Outside of Barcelona, for example in Sant Sadurni d’Anoia or Mataró, the city of origin, there are also examples of its prolific constructive activity. But if you want to accompany us we will start a long walk through the streets of Barcelona where most of his work is concentrated.
The 4 Gats
Let’s start with the Martí house in Montsió street 3. The friends of the Barcelonina tours through the Gothic neighborhood already know this enclave very well. Here is the legendary bohemian bar Els 4 gats. The house is a true fantasy that reinvents the medieval and that responds to Puig’s great knowledge of Romanesque and Gothic art.
Follow us now on the Via Laietana. Let’s pass in front of the number 37. It is a large building, mostly dedicated to offices, very modern for the time because of the dimensions of each office and the use of light. This is the house Guarro, commissioned in 1922 by a well-known family of paper potentates.
The Casa De les Punxes
A Puig building well known on the outside, but which has been open to the public recently, is the Casa Terradas also called the House of Punxes on Avenida Diagonal. The visit is organized around the iconography of the dragons and the legend of Sant Jordi, one of Puig’s favorite sculptural motifs, but above all it is worth knowing the roof of the building that is crowned with the famous “punxes”.

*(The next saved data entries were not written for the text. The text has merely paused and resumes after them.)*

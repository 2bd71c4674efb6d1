//! Engine error types.
//!
//! Every engine operation validates its whole input before computing anything,
//! so a caller either gets a complete result or exactly one of these.

use thiserror::Error;

/// Errors surfaced by the grade engine.
#[derive(Debug, Clone, PartialEq, Error)]
pub enum EngineError {
    /// A weight was negative or not a finite number.
    #[error("assessment '{name}' has invalid weight {weight}: weights must be non-negative")]
    InvalidWeight { name: String, weight: f64 },

    /// A score could not be normalized to a percentage in [0, 100].
    #[error("assessment '{name}' has an invalid score: {reason}")]
    InvalidScore { name: String, reason: String },

    /// The target grade was outside [0, 100].
    #[error("target grade {0} is outside 0..=100")]
    InvalidTarget(f64),

    /// No assessment with this name exists in the course.
    #[error("unknown assessment: {0}")]
    UnknownAssessment(String),

    /// Two assessments share a name.
    #[error("duplicate assessment: {0}")]
    DuplicateAssessment(String),

    /// A minimum-required query named an assessment that already has a score.
    #[error("assessment '{0}' is already graded")]
    AlreadyGraded(String),

    /// A what-if override targeted a graded assessment while graded scores are locked.
    #[error("assessment '{0}' is graded and locked against what-if overrides")]
    LockedGrade(String),

    /// A weight update left some assessments without a new weight.
    #[error("missing assessment weight updates for: {}", .0.join(", "))]
    MissingWeights(Vec<String>),

    /// A weight update did not total 100.
    #[error("total assessment weight must equal 100 (got {0})")]
    UnbalancedWeights(f64),

    /// A grade-scale value could not be interpreted.
    #[error("invalid grade scale value: {0}")]
    InvalidScale(String),
}

impl EngineError {
    pub(crate) fn invalid_score(name: &str, reason: impl Into<String>) -> Self {
        EngineError::InvalidScore {
            name: name.to_string(),
            reason: reason.into(),
        }
    }

    /// The assessment this error points at, if any.
    pub fn assessment(&self) -> Option<&str> {
        match self {
            EngineError::InvalidWeight { name, .. } | EngineError::InvalidScore { name, .. } => {
                Some(name)
            }
            EngineError::UnknownAssessment(name)
            | EngineError::DuplicateAssessment(name)
            | EngineError::AlreadyGraded(name)
            | EngineError::LockedGrade(name) => Some(name),
            _ => None,
        }
    }
}

#[cfg(test)]
mod tests {
    use super::*;

    #[test]
    fn messages_name_the_assessment() {
        let err = EngineError::InvalidWeight {
            name: "Quiz".into(),
            weight: -5.0,
        };
        assert!(err.to_string().contains("'Quiz'"));
        assert_eq!(err.assessment(), Some("Quiz"));
    }

    #[test]
    fn missing_weights_lists_names() {
        let err = EngineError::MissingWeights(vec!["A1".into(), "Final".into()]);
        assert_eq!(
            err.to_string(),
            "missing assessment weight updates for: A1, Final"
        );
        assert_eq!(err.assessment(), None);
    }
}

Don Casimir also commissioned the same architect a building in Paseo de Gracia number 48 where he installed his residence. It is a very sober work of Puig i Cadafalch in which only stands a wooden tribune worked. In this it looks like the great house of Pich i Pou that he built near the Plaza de Catalunya, corner with Rambla. There he again controlled the excesses of the modernist imagination except for the baroque brushwork of the entrance door. These works, like that of the Guarro house, are the example of the more rationalist Puig that is inspired by the new American architecture between the wars.
Not all the orders of their clients ended in success. At the junction of the Rambla de Catalunya and the Diagonal, Casa Serra rises, which was about to be demolished by abandonment to a religious community. Besides, for the millionaire Mr. Serra the house seemed a horror in which he refused to live. Today at the headquarters of the Diputació de Barcelona. We have become accustomed to its silhouette of a small castle with towers and battlements contrasting with the modern building to which it is attached.
Since we are in Rambla de Cataluña, sorrounded by fantastic restaurant to taste de local specialities, let’s have a break until the second part of this itinerary.